My good friend, a General Contractor (GC), had $15,000 of tools stolen from his job site. Since I recently lost my job, I offered to set up an NVR at his remodel project (ie: in his customer's house). My first DVR (Dahua NVR4216) and cameras are in transit to me now.

 

This will be a temporary installation. When the remodel is complete, I'll move the system to his next customer's home.

 

I have some computer expertise, so the camera side of the NVR isn't daunting. My Gawd - on the internet side, this stuff can be intimidating! I sometimes think "What have I gotten myself into? Will I be over my head with this network stuff?"

 

The GC assures me his customers have broadband that we can tap into. When the NVR has an alarm (eg: motion detect), SMS messages and remote real-time video monitoring is essential.

 

The various GC customers will have a range of internet access, ISP's, cable modems, even DSL or dishTV. Moving systems and re-configuring is daunting, at this stage.

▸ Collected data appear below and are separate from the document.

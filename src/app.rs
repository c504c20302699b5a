use anyhow::Context;
use std::sync::Arc;
use winit::{
    application::ApplicationHandler,
    dpi::{LogicalSize, PhysicalSize},
    event::WindowEvent,
    event_loop::{ActiveEventLoop, ControlFlow, EventLoop},
    window::{Window, WindowAttributes},
};

use crate::{
    config::ViewerConfig,
    error::ViewerError,
    gfx::{
        mesh::{load_obj, MeshData},
        rendering::{FrameRenderer, RenderEngine},
        scene::SceneState,
        shader::ShaderSource,
    },
    input::SceneCommand,
};

pub struct ViewerApp {
    event_loop: Option<EventLoop<()>>,
    app_state: AppState,
}

/// Everything the event loop touches. Key events and redraws are delivered on
/// the same thread, so commands and frames never interleave.
struct AppState {
    config: ViewerConfig,
    window: Option<Arc<Window>>,
    render_engine: Option<RenderEngine>,
    frame_renderer: Option<FrameRenderer>,
    scene: SceneState,
    meshes: [MeshData; 3],
    program: ShaderSource,
    failure: Option<anyhow::Error>,
}

impl ViewerApp {
    /// Loads the meshes and the shader program. Any missing or malformed
    /// resource aborts here, before a window is opened.
    pub fn new(config: ViewerConfig) -> anyhow::Result<Self> {
        let [animated, cylinder, cones] = config.mesh_paths();
        let meshes = [
            load_obj(&animated).with_context(|| format!("loading animated mesh {}", animated.display()))?,
            load_obj(&cylinder).with_context(|| format!("loading cylinder mesh {}", cylinder.display()))?,
            load_obj(&cones).with_context(|| format!("loading cones mesh {}", cones.display()))?,
        ];

        let program = ShaderSource::load(&config.shader_root, &config.vertex_shader, &config.fragment_shader)
            .context("loading shader program")?;

        let event_loop = EventLoop::new()
            .map_err(|e| ViewerError::EventLoop(e.to_string()))
            .context("creating event loop")?;

        Ok(Self {
            event_loop: Some(event_loop),
            app_state: AppState {
                config,
                window: None,
                render_engine: None,
                frame_renderer: None,
                scene: SceneState::new(),
                meshes,
                program,
                failure: None,
            },
        })
    }

    /// Runs the event loop until the window closes or a terminate command
    /// arrives. GPU resources are released when the app state drops.
    pub fn run(mut self) -> anyhow::Result<()> {
        let event_loop = self
            .event_loop
            .take()
            .context("event loop already consumed")?;
        event_loop.set_control_flow(ControlFlow::Poll);

        event_loop
            .run_app(&mut self.app_state)
            .map_err(|e| ViewerError::EventLoop(e.to_string()))?;

        match self.app_state.failure.take() {
            Some(error) => Err(error),
            None => {
                log::info!("Viewer closed");
                Ok(())
            }
        }
    }
}

impl AppState {
    fn fail(&mut self, event_loop: &ActiveEventLoop, error: anyhow::Error) {
        log::error!("{:#}", error);
        self.failure = Some(error);
        event_loop.exit();
    }

    fn apply(&mut self, event_loop: &ActiveEventLoop, command: SceneCommand) {
        self.scene.apply(command);
        if self.scene.exit_requested() {
            event_loop.exit();
        }
    }
}

impl ApplicationHandler for AppState {
    fn resumed(&mut self, event_loop: &ActiveEventLoop) {
        if self.window.is_some() {
            return;
        }

        let attributes = WindowAttributes::default()
            .with_title(self.config.title.clone())
            .with_inner_size(LogicalSize::new(self.config.width, self.config.height));
        let window = match event_loop.create_window(attributes) {
            Ok(window) => Arc::new(window),
            Err(e) => {
                self.fail(event_loop, anyhow::Error::new(e).context("creating window"));
                return;
            }
        };
        self.window = Some(window.clone());

        let (width, height) = window.inner_size().into();
        let renderer = pollster::block_on(RenderEngine::new(
            window,
            width,
            height,
            &self.program,
            &self.meshes,
            &self.scene,
        ));

        match renderer {
            Ok(renderer) => {
                self.frame_renderer = Some(FrameRenderer::new(renderer.triangle_counts()));
                self.render_engine = Some(renderer);
            }
            Err(e) => self.fail(event_loop, anyhow::Error::new(e).context("initializing renderer")),
        }
    }

    fn window_event(
        &mut self,
        event_loop: &ActiveEventLoop,
        _window_id: winit::window::WindowId,
        event: WindowEvent,
    ) {
        match event {
            WindowEvent::KeyboardInput { event, .. } => {
                if let Some(command) = SceneCommand::from_key_event(&event) {
                    self.apply(event_loop, command);
                }
            }
            WindowEvent::Resized(PhysicalSize { width, height }) => {
                if let Some(render_engine) = self.render_engine.as_mut() {
                    render_engine.resize(width, height);
                }
            }
            WindowEvent::CloseRequested => {
                event_loop.exit();
            }
            WindowEvent::RedrawRequested => {
                let (Some(render_engine), Some(frame_renderer)) =
                    (self.render_engine.as_mut(), self.frame_renderer.as_ref())
                else {
                    return;
                };

                let target = match render_engine.acquire() {
                    Ok(target) => target,
                    Err(e) => {
                        self.fail(event_loop, anyhow::Error::new(e).context("acquiring frame"));
                        return;
                    }
                };
                if let Some((surface_texture, packet)) = frame_renderer.render(&mut self.scene, target) {
                    render_engine.render_frame(surface_texture, &packet);
                }
            }
            _ => (),
        }
    }

    fn about_to_wait(&mut self, _event_loop: &ActiveEventLoop) {
        let minimized = self
            .render_engine
            .as_ref()
            .is_some_and(RenderEngine::is_minimized);
        if let (Some(window), false) = (self.window.as_ref(), minimized) {
            window.request_redraw();
        }
    }
}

I'm looking for general advice. What should I study while waiting for my equipment? I've been reading up on;

- Port forwarding (which seems to differ for every ISP),

-- I plan to plug a cable into the customer's home network. My system will be an independent subnet w/ my own NVR, POE switch, WiFi 80211ac Access Point for some wireless cams)

- DDNS (use Dahua DDNS or no-ip.com, DNSdynamic, etc)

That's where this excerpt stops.